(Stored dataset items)
####

//! Matching of individual values at the current [Cursor] position. Literals are matched
//! exactly against a static table of descriptors, numbers are validated by the DFA within
//! [crate::number] and then converted.
use crate::cursor::Cursor;
use crate::errors::{ParserErrorDetails, ParserResult};
use crate::number::{self, NumberScan};
use crate::parser_error;
use crate::JsonValue;

/// Pairs the spelling of a literal with the value it produces
#[derive(Debug, Copy, Clone, PartialEq)]
pub(crate) struct Literal {
    /// The exact sequence of characters making up the literal
    pub spelling: &'static str,
    /// The value produced by a successful match
    pub value: JsonValue,
}

/// The 'null' literal
pub(crate) const NULL_LITERAL: Literal = Literal {
    spelling: "null",
    value: JsonValue::Null,
};
/// The 'true' literal
pub(crate) const TRUE_LITERAL: Literal = Literal {
    spelling: "true",
    value: JsonValue::True,
};
/// The 'false' literal
pub(crate) const FALSE_LITERAL: Literal = Literal {
    spelling: "false",
    value: JsonValue::False,
};

/// All the literals, keyed on their leading character
pub(crate) static LITERALS: [Literal; 3] = [NULL_LITERAL, TRUE_LITERAL, FALSE_LITERAL];

/// Look up the literal that starts with a given byte
pub(crate) fn literal_for(lead: u8) -> Option<&'static Literal> {
    LITERALS
        .iter()
        .find(|literal| literal.spelling.as_bytes()[0] == lead)
}

/// Consume and match (exactly) the spelling of a literal. On a mismatch the cursor is left
/// at the offending byte.
pub(crate) fn match_literal(cursor: &mut Cursor, literal: &Literal) -> ParserResult<JsonValue> {
    for expected in literal.spelling.bytes() {
        if cursor.lookahead() != Some(expected) {
            return parser_error!(ParserErrorDetails::InvalidValue, cursor.coords());
        }
        cursor.advance();
    }
    Ok(literal.value)
}

/// Validate and then convert a number, consuming exactly the bytes that make it up
pub(crate) fn match_number(cursor: &mut Cursor, scan: NumberScan) -> ParserResult<JsonValue> {
    let start_coords = cursor.coords();
    let remaining = cursor.remaining();
    let length = match number::validate(remaining, scan) {
        Ok(length) => length,
        Err(details) => return parser_error!(details, start_coords),
    };
    match number::convert(&remaining[..length]) {
        Ok((value, consumed)) => {
            cursor.advance_by(consumed);
            Ok(JsonValue::Number(value))
        }
        Err(details) => parser_error!(details, start_coords),
    }
}
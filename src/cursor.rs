//! A forward-only cursor over the parser input. The cursor borrows the input for the duration
//! of a single parse and keeps track of the [Coords] of the next unread byte, so that errors
//! can be reported against a line and column.
use crate::coords::Coords;

/// Read position within a borrowed input buffer
#[derive(Debug, Clone)]
pub(crate) struct Cursor<'a> {
    /// The complete input
    input: &'a [u8],
    /// Offset of the next unread byte
    position: usize,
    /// Coordinates of the next unread byte
    coords: Coords,
}

impl<'a> Cursor<'a> {
    /// Create a new cursor positioned at the start of the input
    pub fn new(input: &'a str) -> Self {
        Cursor {
            input: input.as_bytes(),
            position: 0,
            coords: Coords::default(),
        }
    }

    /// Look at the next byte without consuming it. `None` signals the end of input.
    #[inline]
    pub fn lookahead(&self) -> Option<u8> {
        self.input.get(self.position).copied()
    }

    /// Everything that hasn't been consumed yet
    #[inline]
    pub fn remaining(&self) -> &'a [u8] {
        &self.input[self.position..]
    }

    /// Has the cursor consumed all of the input?
    #[inline]
    pub fn is_end(&self) -> bool {
        self.position >= self.input.len()
    }

    /// The coordinates of the next unread byte
    pub fn coords(&self) -> Coords {
        self.coords
    }

    /// Consume a single byte, if there is one
    pub fn advance(&mut self) {
        if let Some(b) = self.lookahead() {
            self.coords.advance(b);
            self.position += 1;
        }
    }

    /// Consume up to `count` bytes
    pub fn advance_by(&mut self, count: usize) {
        for _ in 0..count {
            self.advance();
        }
    }

    /// Skip over any run of space, tab, newline and carriage return characters
    pub fn skip_whitespace(&mut self) {
        while let Some(b' ' | b'\t' | b'\n' | b'\r') = self.lookahead() {
            self.advance();
        }
    }
}
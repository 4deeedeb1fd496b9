//! Coordinate structure used to reference specific locations within parser input
use std::fmt::{Display, Formatter};

/// A [Coords] represents a single location within the parser input
#[derive(Debug, Copy, Clone, PartialEq, Eq)]
pub struct Coords {
    /// The absolute byte position
    pub absolute: usize,
    /// The row position
    pub line: usize,
    /// The column position
    pub column: usize,
}

impl Coords {
    /// Move the coordinates past a single input byte. A newline starts a new row.
    pub fn advance(&mut self, byte: u8) {
        self.absolute += 1;
        if byte == b'\n' {
            self.line += 1;
            self.column = 0;
        } else {
            self.column += 1;
        }
    }
}

impl Display for Coords {
    fn fmt(&self, f: &mut Formatter<'_>) -> std::fmt::Result {
        write!(
            f,
            "[abs: {}, line: {}, column: {}]",
            self.absolute, self.line, self.column
        )
    }
}

impl Default for Coords {
    /// The default set of coordinates are positioned at the start of the first row
    fn default() -> Self {
        Coords {
            absolute: 0,
            line: 0,
            column: 0,
        }
    }
}
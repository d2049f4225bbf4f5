//! Inline markup normalization.
//!
//! Markdown images and code spans are rewritten into their HTML equivalents.
//! The output never contains the source patterns again, so running any of
//! these functions twice gives the same result as running it once.

use std::ops::Range;

use once_cell::sync::Lazy;
use regex::{Captures, Regex};

/// `![alt](target)` anywhere in a string
static IMAGE_REGEX: Lazy<Regex> = Lazy::new(|| Regex::new(r"!\[[^\]]*\]\(([^)]+)\)").unwrap());

/// A line holding exactly one image token and nothing else
static STANDALONE_IMAGE_REGEX: Lazy<Regex> =
    Lazy::new(|| Regex::new(r"^!\[[^\]]*\]\(([^)]+)\)$").unwrap());

static FENCED_CODE_REGEX: Lazy<Regex> = Lazy::new(|| Regex::new(r"(?s)```(.*?)```").unwrap());

static INLINE_CODE_REGEX: Lazy<Regex> = Lazy::new(|| Regex::new(r"`([^`]+)`").unwrap());

/// Image found inside a larger piece of text.
#[derive(Debug, Clone, PartialEq, Eq)]
pub struct ImageRef<'a> {
    /// Byte range of the whole `![alt](target)` token
    pub span: Range<usize>,
    pub target: &'a str,
}

/// Replace every image token with an `<img>` tag carrying `style`.
pub fn images_to_html(text: &str, style: &str) -> String {
    IMAGE_REGEX
        .replace_all(text, |caps: &Captures| {
            format!("<img src='{}' style='{}'>", &caps[1], style)
        })
        .into_owned()
}

/// Replace `` `code` `` spans with `<code>` tags.
pub fn inline_code_to_html(text: &str) -> String {
    INLINE_CODE_REGEX
        .replace_all(text, "<code>${1}</code>")
        .into_owned()
}

/// Replace triple-backtick fences with `<pre><code>` blocks, keeping the
/// interior (including line breaks) verbatim. Matching is non-greedy so each
/// opening fence pairs with the nearest closing one.
pub fn fenced_code_to_html(text: &str) -> String {
    FENCED_CODE_REGEX
        .replace_all(text, "<pre><code>${1}</code></pre>")
        .into_owned()
}

/// Normalization applied to option text: images, then inline code.
pub fn normalize_inline(text: &str, image_style: &str) -> String {
    inline_code_to_html(&images_to_html(text, image_style))
}

/// Target of a line that is nothing but one image token.
pub fn standalone_image(line: &str) -> Option<&str> {
    STANDALONE_IMAGE_REGEX
        .captures(line)
        .and_then(|caps| caps.get(1))
        .map(|m| m.as_str())
}

/// The first image token in `text`, if any.
pub fn first_image(text: &str) -> Option<ImageRef<'_>> {
    let caps = IMAGE_REGEX.captures(text)?;
    let whole = caps.get(0)?;
    let target = caps.get(1)?;
    Some(ImageRef {
        span: whole.range(),
        target: target.as_str(),
    })
}
use serde::{Deserialize, Serialize};

/// A single selectable answer
#[derive(Debug, Clone, PartialEq, Eq, Serialize, Deserialize)]
pub struct AnswerOption {
    pub text: String,
    pub correct: bool,
    /// Standalone image line that followed the option in the source
    #[serde(default, skip_serializing_if = "Option::is_none")]
    pub image: Option<String>,
}

/// One question block, with its options in source order
#[derive(Debug, Clone, PartialEq, Eq, Serialize, Deserialize)]
pub struct Question {
    pub question: String,
    pub options: Vec<AnswerOption>,
    #[serde(default, skip_serializing_if = "Option::is_none")]
    pub image: Option<String>,
}

impl Question {
    pub fn correct_count(&self) -> usize {
        self.options.iter().filter(|o| o.correct).count()
    }

    /// More than one option is marked correct. Renderers use this to pick
    /// checkboxes over radio buttons.
    pub fn is_multiple_answer(&self) -> bool {
        self.correct_count() > 1
    }
}

/// All questions of a document, in document order
pub type Quiz = Vec<Question>;
use std::fs;
use std::path::PathBuf;

use pretty_assertions::assert_eq;
use quiz::{Config, MarkupConfig, QuizError};

const README: &str = "# Rust Quiz

Intro text that is not part of any question.

### What is 2+2?
- [ ] 3
- [x] 4

**[⬆ Back to Top]**

### Which shape is this?
![shape](img/circle.png)
- [x] Circle
- [ ] Square
![square](img/square.png)

**[⬆ Back to Top]**
";

#[test]
fn extract_file_writes_pretty_json() {
    let dir = tempfile::tempdir().unwrap();
    let input = dir.path().join("README.md");
    let output = dir.path().join("quiz.json");
    fs::write(&input, README).unwrap();

    let count = quiz::extract_file(&input, &output, &MarkupConfig::default()).unwrap();
    assert_eq!(count, 2);

    let written = fs::read_to_string(&output).unwrap();
    let expected = r#"[
  {
    "question": "What is 2+2?",
    "options": [
      {
        "text": "3",
        "correct": false
      },
      {
        "text": "4",
        "correct": true
      }
    ]
  },
  {
    "question": "Which shape is this?",
    "options": [
      {
        "text": "Circle",
        "correct": true
      },
      {
        "text": "Square",
        "correct": false,
        "image": "img/square.png"
      }
    ],
    "image": "img/circle.png"
  }
]"#;
    assert_eq!(written, expected);
}

#[test]
fn written_json_reads_back_into_questions() {
    let dir = tempfile::tempdir().unwrap();
    let input = dir.path().join("README.md");
    let output = dir.path().join("quiz.json");
    fs::write(&input, README).unwrap();

    quiz::extract_file(&input, &output, &MarkupConfig::default()).unwrap();

    let written: quiz::Quiz = serde_json::from_str(&fs::read_to_string(&output).unwrap()).unwrap();
    assert_eq!(written, quiz::parse(README));
}

#[test]
fn document_without_questions_writes_empty_array() {
    let dir = tempfile::tempdir().unwrap();
    let input = dir.path().join("README.md");
    let output = dir.path().join("quiz.json");
    fs::write(&input, "# Title\n\n## Section\n\nNo questions here.\n").unwrap();

    let count = quiz::extract_file(&input, &output, &MarkupConfig::default()).unwrap();
    assert_eq!(count, 0);
    assert_eq!(fs::read_to_string(&output).unwrap(), "[]");
}

#[test]
fn missing_input_fails_without_writing() {
    let dir = tempfile::tempdir().unwrap();
    let input = dir.path().join("missing.md");
    let output = dir.path().join("quiz.json");

    let result = quiz::extract_file(&input, &output, &MarkupConfig::default());
    assert!(matches!(result, Err(QuizError::ReadInput { ref path, .. }) if *path == input));
    assert!(!output.exists());
}

#[test]
fn missing_output_directory_is_an_error() {
    let dir = tempfile::tempdir().unwrap();
    let input = dir.path().join("README.md");
    let output = dir.path().join("docs").join("quiz.json");
    fs::write(&input, README).unwrap();

    let result = quiz::extract_file(&input, &output, &MarkupConfig::default());
    assert!(matches!(result, Err(QuizError::WriteOutput { .. })));
    assert!(!output.exists());
}

#[test]
fn config_file_overrides_markup() {
    let dir = tempfile::tempdir().unwrap();
    let config_path = dir.path().join("quiz.toml");
    fs::write(
        &config_path,
        "[paths]\ninput = \"QUESTIONS.md\"\n\n[markup]\nimage_style = \"max-width:100px\"\n",
    )
    .unwrap();

    let config = Config::from_file(&config_path).unwrap();
    assert_eq!(config.paths.input, PathBuf::from("QUESTIONS.md"));
    assert_eq!(config.paths.output, PathBuf::from("docs/quiz.json"));

    let questions = quiz::parse_with_config("### Q\n- [x] ![a](a.png)", &config.markup);
    assert_eq!(questions[0].options[0].text, "<img src='a.png' style='max-width:100px'>");
}

#[test]
fn normalized_output_is_stable_under_renormalization() {
    let questions = quiz::parse("### Use `iter()` on ![v](v.png)\n```\nfor x in v {}\n```\n- [x] `ok`");
    let question = &questions[0].question;
    let renormalized =
        quiz::markup::inline_code_to_html(&quiz::markup::fenced_code_to_html(question));
    assert_eq!(&renormalized, question);
    assert_eq!(
        quiz::markup::normalize_inline(&questions[0].options[0].text, "max-width:320px"),
        questions[0].options[0].text
    );
}

#[test]
fn byte_order_mark_does_not_hide_first_question() {
    let dir = tempfile::tempdir().unwrap();
    let input = dir.path().join("README.md");
    let output = dir.path().join("quiz.json");
    fs::write(&input, "\u{feff}### First?\n- [x] yes\n### Second?\n- [ ] no\n").unwrap();

    let count = quiz::extract_file(&input, &output, &MarkupConfig::default()).unwrap();
    assert_eq!(count, 2);

    let written: quiz::Quiz = serde_json::from_str(&fs::read_to_string(&output).unwrap()).unwrap();
    assert_eq!(written[0].question, "First?");
    assert_eq!(written[1].question, "Second?");
}
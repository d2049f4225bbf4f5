use std::fs;

const CONFIG_PATH: &str = "src/default_config.toml";

/// Keys every section of the bundled config must define as strings.
const REQUIRED: &[(&str, &[&str])] = &[
    ("paths", &["input", "output"]),
    ("markup", &["heading", "back_to_top", "image_style"]),
];

fn main() {
    println!("cargo:rerun-if-changed={}", CONFIG_PATH);

    let content = fs::read_to_string(CONFIG_PATH)
        .unwrap_or_else(|e| panic!("cannot read {}: {}", CONFIG_PATH, e));
    let table = content
        .parse::<toml::Table>()
        .unwrap_or_else(|e| panic!("{} is not valid TOML: {}", CONFIG_PATH, e));

    for (section, keys) in REQUIRED {
        let Some(section_table) = table.get(*section).and_then(|v| v.as_table()) else {
            panic!("{} is missing the [{}] table", CONFIG_PATH, section);
        };
        for key in *keys {
            match section_table.get(*key).and_then(|v| v.as_str()) {
                Some(value) if !value.is_empty() => {}
                _ => panic!("{}: [{}] {} must be a non-empty string", CONFIG_PATH, section, key),
            }
        }
    }
}
use std::path::{Path, PathBuf};

use clap::Parser;
use tracing_subscriber::{layer::SubscriberExt, util::SubscriberInitExt};

#[derive(Parser)]
#[command(name = "quiz")]
#[command(about = "Extract markdown quiz questions into JSON")]
struct Cli {
    /// Input Markdown file (defaults to README.md)
    #[arg(short, long)]
    input: Option<PathBuf>,

    /// Output JSON file (defaults to docs/quiz.json)
    #[arg(short, long)]
    output: Option<PathBuf>,

    /// Config file (defaults to quiz.toml when present)
    #[arg(short, long)]
    config: Option<PathBuf>,
}

fn main() {
    tracing_subscriber::registry()
        .with(
            tracing_subscriber::EnvFilter::try_from_default_env()
                .unwrap_or_else(|_| "info".into()),
        )
        .with(tracing_subscriber::fmt::layer().with_writer(std::io::stderr))
        .init();

    let cli = Cli::parse();

    if let Err(e) = run(cli) {
        tracing::error!("{}", e);
        std::process::exit(1);
    }
}

fn run(cli: Cli) -> quiz::Result<()> {
    let config = match &cli.config {
        Some(path) => quiz::Config::from_file(path)?,
        None => quiz::Config::load(Path::new("quiz.toml"))?,
    };

    let input = cli.input.unwrap_or(config.paths.input);
    let output = cli.output.unwrap_or(config.paths.output);

    let count = quiz::extract_file(&input, &output, &config.markup)?;

    println!("Wrote {} items: {}", output.display(), count);
    Ok(())
}
use serde::Deserialize;
use std::fs;
use std::io::ErrorKind;
use std::path::{Path, PathBuf};

use crate::error::{QuizError, Result};

static DEFAULT_CONFIG: &str = include_str!("default_config.toml");

#[derive(Debug, Clone, Deserialize, Default, PartialEq)]
#[serde(default)]
pub struct Config {
    pub paths: PathsConfig,
    pub markup: MarkupConfig,
}

/// Where the document is read from and the quiz is written to.
#[derive(Debug, Clone, Deserialize, PartialEq)]
#[serde(default)]
pub struct PathsConfig {
    pub input: PathBuf,
    pub output: PathBuf,
}

impl Default for PathsConfig {
    fn default() -> Self {
        Self {
            input: PathBuf::from("README.md"),
            output: PathBuf::from("docs/quiz.json"),
        }
    }
}

/// Markers recognised by the extractor and the style put on image tags.
#[derive(Debug, Clone, Deserialize, PartialEq)]
#[serde(default)]
pub struct MarkupConfig {
    /// Prefix (after trimming) of a line that opens a question block
    pub heading: String,
    /// Prefix (after trimming) of the anchor line that closes a block
    pub back_to_top: String,
    /// Inline style attribute emitted on every `<img>` tag
    pub image_style: String,
}

impl Default for MarkupConfig {
    fn default() -> Self {
        Self {
            heading: "### ".to_string(),
            back_to_top: "**[⬆ Back to Top]".to_string(),
            image_style: "max-width:320px".to_string(),
        }
    }
}

impl Config {
    /// The defaults bundled into the binary from `default_config.toml`.
    pub fn compiled_default() -> Self {
        toml::from_str(DEFAULT_CONFIG).unwrap_or_default()
    }

    /// Load config from a TOML file, or return the compiled defaults if the
    /// file does not exist. An unreadable or malformed file is an error.
    pub fn load(path: &Path) -> Result<Self> {
        match fs::read_to_string(path) {
            Ok(content) => Self::from_toml(&content, path),
            Err(e) if e.kind() == ErrorKind::NotFound => Ok(Self::compiled_default()),
            Err(source) => Err(QuizError::ConfigRead {
                path: path.to_path_buf(),
                source,
            }),
        }
    }

    /// Load config from a TOML file that must exist.
    pub fn from_file(path: &Path) -> Result<Self> {
        let content = fs::read_to_string(path).map_err(|source| QuizError::ConfigRead {
            path: path.to_path_buf(),
            source,
        })?;
        Self::from_toml(&content, path)
    }

    fn from_toml(content: &str, path: &Path) -> Result<Self> {
        toml::from_str(content).map_err(|source| QuizError::ConfigParse {
            path: path.to_path_buf(),
            source,
        })
    }
}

####

**Goal of the exercise**: Search the data for the string "Matching" and copy every line where it appears.

**Problem solution**:
//! Matching of individual values at the current [Cursor] position. Literals are matched
/// interior (including line breaks) verbatim. Matching is non-greedy so each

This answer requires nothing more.